(Problem to work on): The full set of entries should be repeated without a single change.

(Input):
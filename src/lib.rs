// Allow some clippy lints that are too pedantic for this project
#![allow(clippy::too_many_arguments)]
#![allow(clippy::enum_variant_names)]
#![allow(clippy::should_implement_trait)]

//! # PDF Forge
//!
//! Object-graph PDF writer in Rust: builds a document model in memory and
//! writes it as a byte-exact PDF 1.7 file.
//!
//! ## Core Features
//!
//! - **Object graph**: strictly increasing object numbers, two-phase page
//!   allocation, page tree, catalog and document information dictionary
//! - **File layout**: header with binary marker, offset-tracked indirect
//!   objects, 20-byte cross-reference entries, trailer and `startxref`
//! - **Content**: text, images, vector paths and tables rendered to content
//!   streams with per-page resource names (`F1`, `Im1`, `GS1`)
//! - **Compression**: FlateDecode streams with validated levels and a 100 MiB
//!   decompression ceiling
//! - **Interactive content**: links, sticky notes, text markup, stamps and
//!   AcroForm fields (text, checkbox, combo box, list box)
//!
//! ## Quick Start
//!
//! ```no_run
//! use pdf_forge::document::{Document, DocumentInfo, Page};
//! use pdf_forge::elements::TextContent;
//! use pdf_forge::geometry::Rect;
//! use pdf_forge::writer::form_fields::TextFieldWidget;
//! use pdf_forge::writer::PdfWriter;
//!
//! # fn main() -> Result<(), Box<dyn std::error::Error>> {
//! let mut page = Page::letter();
//! page.add_element(TextContent::simple("Name:", 72.0, 720.0, 12.0));
//! page.add_field(TextFieldWidget::new("name", Rect::new(120.0, 715.0, 200.0, 20.0)));
//!
//! let mut doc = Document::new().with_info(DocumentInfo::new().title("Form"));
//! doc.add_page(page);
//!
//! let mut writer = PdfWriter::create("form.pdf")?;
//! writer.write(&doc)?;
//! writer.close()?;
//! # Ok(())
//! # }
//! ```
//!
//! ## License
//!
//! Licensed under either of:
//!
//! * Apache License, Version 2.0 ([LICENSE-APACHE](LICENSE-APACHE) or <http://www.apache.org/licenses/LICENSE-2.0>)
//! * MIT license ([LICENSE-MIT](LICENSE-MIT) or <http://opensource.org/licenses/MIT>)
//!
//! at your option.

#![warn(missing_docs)]
#![cfg_attr(docsrs, feature(doc_cfg))]

// Error handling
pub mod error;

// Core object model
pub mod object;

// Stream compression
pub mod codec;

// Document model
pub mod annotation_types;
pub mod document;
pub mod elements;
pub mod geometry;

// PDF writing
pub mod writer;

pub use annotation_types::{
    AnnotationColor, AnnotationFlags, HighlightMode, QuadPoint, StampType, TextAnnotationIcon,
    TextMarkupType,
};
pub use document::{Document, DocumentInfo, Page};
pub use error::{Error, Result, WritePhase};
pub use writer::{PdfWriter, PdfWriterConfig, WriteSummary};

// Version info
/// Library version
pub const VERSION: &str = env!("CARGO_PKG_VERSION");

/// Library name
pub const NAME: &str = env!("CARGO_PKG_NAME");

#[cfg(test)]
mod tests {
    use super::*;

    #[test]
    fn test_version() {
        assert!(VERSION.starts_with("0."));
    }

    #[test]
    fn test_name() {
        assert_eq!(NAME, "pdf_forge");
    }
}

(Response area):
filename src/lib.rs
// Allow some clippy lints that are too pedantic for this project
#![allow(clippy::too_many_arguments)]
#![allow(clippy::enum_variant_names)]
#![allow(clippy::should_implement_trait)]

//! # PDF Forge
//!
//! Object-graph PDF writer in Rust: builds a document model in memory and
//! writes it as a byte-exact PDF 1.7 file.
//!
//! ## Core Features
//!
//! - **Object graph**: strictly increasing object numbers, two-phase page
//!   allocation, page tree, catalog and document information dictionary
//! - **File layout**: header with binary marker, offset-tracked indirect
//!   objects, 20-byte cross-reference entries, trailer and `startxref`
//! - **Content**: text, images, vector paths and tables rendered to content
//!   streams with per-page resource names (`F1`, `Im1`, `GS1`)
//! - **Compression**: FlateDecode streams with validated levels and a 100 MiB
//!   decompression ceiling
//! - **Interactive content**: links, sticky notes, text markup, stamps and
//!   AcroForm fields (text, checkbox, combo box, list box)
//!
//! ## Quick Start
//!
//! ```no_run
//! use pdf_forge::document::{Document, DocumentInfo, Page};
//! use pdf_forge::elements::TextContent;
//! use pdf_forge::geometry::Rect;
//! use pdf_forge::writer::form_fields::TextFieldWidget;
//! use pdf_forge::writer::PdfWriter;
//!
//! # fn main() -> Result<(), Box<dyn std::error::Error>> {
//! let mut page = Page::letter();
//! page.add_element(TextContent::simple("Name:", 72.0, 720.0, 12.0));
//! page.add_field(TextFieldWidget::new("name", Rect::new(120.0, 715.0, 200.0, 20.0)));
//!
//! let mut doc = Document::new().with_info(DocumentInfo::new().title("Form"));
//! doc.add_page(page);
//!
//! let mut writer = PdfWriter::create("form.pdf")?;
//! writer.write(&doc)?;
//! writer.close()?;
//! # Ok(())
//! # }
//! ```
//!
//! ## License
//!
//! Licensed under either of:
//!
//! * Apache License, Version 2.0 ([LICENSE-APACHE](LICENSE-APACHE) or <http://www.apache.org/licenses/LICENSE-2.0>)
//! * MIT license ([LICENSE-MIT](LICENSE-MIT) or <http://opensource.org/licenses/MIT>)
//!
//! at your option.

#![warn(missing_docs)]
#![cfg_attr(docsrs, feature(doc_cfg))]

// Error handling
pub mod error;

// Core object model
pub mod object;

// Stream compression
pub mod codec;

// Document model
pub mod annotation_types;
pub mod document;
pub mod elements;
pub mod geometry;

// PDF writing
pub mod writer;

pub use annotation_types::{
    AnnotationColor, AnnotationFlags, HighlightMode, QuadPoint, StampType, TextAnnotationIcon,
    TextMarkupType,
};
pub use document::{Document, DocumentInfo, Page};
pub use error::{Error, Result, WritePhase};
pub use writer::{PdfWriter, PdfWriterConfig, WriteSummary};

// Version info
/// Library version
pub const VERSION: &str = env!("CARGO_PKG_VERSION");

/// Library name
pub const NAME: &str = env!("CARGO_PKG_NAME");

#[cfg(test)]
mod tests {
    use super::*;

    #[test]
    fn test_version() {
        assert!(VERSION.starts_with("0."));
    }

    #[test]
    fn test_name() {
        assert_eq!(NAME, "pdf_forge");
    }
}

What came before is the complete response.